What you have to do: In the listing, find every line that has the string "tracing" and copy it.

Extracted entries:

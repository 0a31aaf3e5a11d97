use anyhow::{Context, Result};
use lotofacil_db::rusqlite::Connection;
use std::path::Path;

use lotofacil_db::db::upsert_draw;
use lotofacil_db::models::{normalize_dezenas, validate_draw, DrawRecord, DRAW_SIZE};

/// Index de la première boule dans le CSV `concurso;data;bola1..bola15`.
const FIRST_BALL_COLUMN: usize = 2;

fn parse_record(record: &csv::StringRecord) -> Result<DrawRecord> {
    let get = |idx: usize| -> Result<String> {
        record
            .get(idx)
            .map(|s| s.trim().to_string())
            .with_context(|| format!("Champ manquant à l'index {}", idx))
    };

    let raw_contest = get(0)?;
    let contest_number: u32 = raw_contest
        .parse()
        .with_context(|| format!("Numéro de concours invalide : '{}'", raw_contest))?;
    let draw_date = get(1)?;

    let balls = (FIRST_BALL_COLUMN..FIRST_BALL_COLUMN + DRAW_SIZE)
        .map(get)
        .collect::<Result<Vec<String>>>()?;

    Ok(DrawRecord {
        contest_number: Some(contest_number),
        draw_date,
        dezenas: Some(normalize_dezenas(balls)),
        ..Default::default()
    })
}

fn read_csv(path: &Path, result: &mut ImportResult) -> Result<Vec<DrawRecord>> {
    let mut reader = csv::ReaderBuilder::new()
        .delimiter(b';')
        .flexible(true)
        .from_path(path)
        .with_context(|| format!("Impossible d'ouvrir {:?}", path))?;

    let mut draws = Vec::new();
    for (line, record_result) in reader.records().enumerate() {
        result.total_records += 1;
        match record_result.map_err(anyhow::Error::from).and_then(|r| parse_record(&r)) {
            Ok(draw) => draws.push(draw),
            Err(e) => {
                tracing::warn!(line = line + 2, error = %e, "ligne CSV ignorée");
                result.errors += 1;
            }
        }
    }
    Ok(draws)
}

fn read_json(path: &Path, result: &mut ImportResult) -> Result<Vec<DrawRecord>> {
    let contents = std::fs::read_to_string(path)
        .with_context(|| format!("Impossible d'ouvrir {:?}", path))?;
    let draws: Vec<DrawRecord> = serde_json::from_str(&contents)
        .with_context(|| format!("JSON invalide dans {:?}", path))?;
    result.total_records += draws.len() as u32;
    Ok(draws)
}

#[derive(Debug, Default, PartialEq)]
pub struct ImportResult {
    pub total_records: u32,
    pub inserted: u32,
    pub replaced: u32,
    pub non_conforming: u32,
    pub errors: u32,
}

/// Importe un fichier `.json` (tableau de tirages) ou CSV. Un concours déjà
/// présent est remplacé : la dernière version lue l'emporte.
pub fn import_file(conn: &Connection, path: &Path) -> Result<ImportResult> {
    let mut result = ImportResult::default();

    let is_json = path
        .extension()
        .and_then(|e| e.to_str())
        .is_some_and(|e| e.eq_ignore_ascii_case("json"));
    let draws = if is_json {
        read_json(path, &mut result)?
    } else {
        read_csv(path, &mut result)?
    };

    let tx = conn.unchecked_transaction()
        .context("Impossible de démarrer la transaction")?;

    for draw in &draws {
        if let Err(e) = validate_draw(draw) {
            tracing::warn!(error = %e, "tirage non conforme importé tel quel");
            result.non_conforming += 1;
        }
        match upsert_draw(&tx, draw) {
            Ok(false) => result.inserted += 1,
            Ok(true) => result.replaced += 1,
            Err(e) => {
                tracing::error!(contest = ?draw.contest_number, error = %e, "insertion impossible");
                result.errors += 1;
            }
        }
    }

    tx.commit().context("Échec du commit")?;
    tracing::info!(?result, "import terminé");
    Ok(result)
}

#[cfg(test)]
mod tests {
    use super::*;
    use lotofacil_db::db::{count_draws, fetch_all_draws, migrate};
    use std::io::Write;

    fn memory_db() -> Connection {
        let conn = Connection::open_in_memory().unwrap();
        migrate(&conn).unwrap();
        conn
    }

    fn write_temp(suffix: &str, contents: &str) -> tempfile::NamedTempFile {
        let mut file = tempfile::Builder::new().suffix(suffix).tempfile().unwrap();
        file.write_all(contents.as_bytes()).unwrap();
        file
    }

    const HEADER: &str = "concurso;data;b1;b2;b3;b4;b5;b6;b7;b8;b9;b10;b11;b12;b13;b14;b15\n";

    #[test]
    fn test_import_csv() {
        let csv = format!(
            "{HEADER}1;29/09/2003;2;3;5;6;9;10;11;13;14;16;18;20;23;24;25\n\
             2;06/10/2003;1;4;5;6;7;9;11;12;13;15;16;19;20;23;24\n\
             x;bad;1\n"
        );
        let file = write_temp(".csv", &csv);
        let conn = memory_db();

        let result = import_file(&conn, file.path()).unwrap();
        assert_eq!(result.total_records, 3);
        assert_eq!(result.inserted, 2);
        assert_eq!(result.errors, 1);
        assert_eq!(result.non_conforming, 0);

        let draws = fetch_all_draws(&conn).unwrap();
        assert_eq!(draws[0].dezenas.as_ref().unwrap()[0], "02");
        assert_eq!(draws[1].draw_date, "06/10/2003");
    }

    #[test]
    fn test_import_json_last_wins() {
        let json = r#"[
            {"concurso": 10, "dezenas": ["01","02"]},
            {"concurso": 10, "dezenas": [3, 4]},
            {"concurso": 11, "dezenas": ["05"]}
        ]"#;
        let file = write_temp(".json", json);
        let conn = memory_db();

        let result = import_file(&conn, file.path()).unwrap();
        assert_eq!(result.total_records, 3);
        assert_eq!(result.inserted, 2);
        assert_eq!(result.replaced, 1);
        assert_eq!(result.non_conforming, 3);
        assert_eq!(count_draws(&conn).unwrap(), 2);

        let draws = fetch_all_draws(&conn).unwrap();
        assert_eq!(draws[0].dezenas, Some(vec!["03".to_string(), "04".to_string()]));
    }

    #[test]
    fn test_json_without_contest_is_error() {
        let file = write_temp(".json", r#"[{"dezenas": ["01"]}]"#);
        let conn = memory_db();
        let result = import_file(&conn, file.path()).unwrap();
        assert_eq!(result.errors, 1);
        assert_eq!(count_draws(&conn).unwrap(), 0);
    }

    #[test]
    fn test_missing_file() {
        let conn = memory_db();
        assert!(import_file(&conn, Path::new("/nonexistent/draws.csv")).is_err());
    }
}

Result of this task:
                tracing::warn!(line = line + 2, error = %e, "ligne CSV ignorée");
            tracing::warn!(error = %e, "tirage non conforme importé tel quel");
                tracing::error!(contest = ?draw.contest_number, error = %e, "insertion impossible");
    tracing::info!(?result, "import terminé");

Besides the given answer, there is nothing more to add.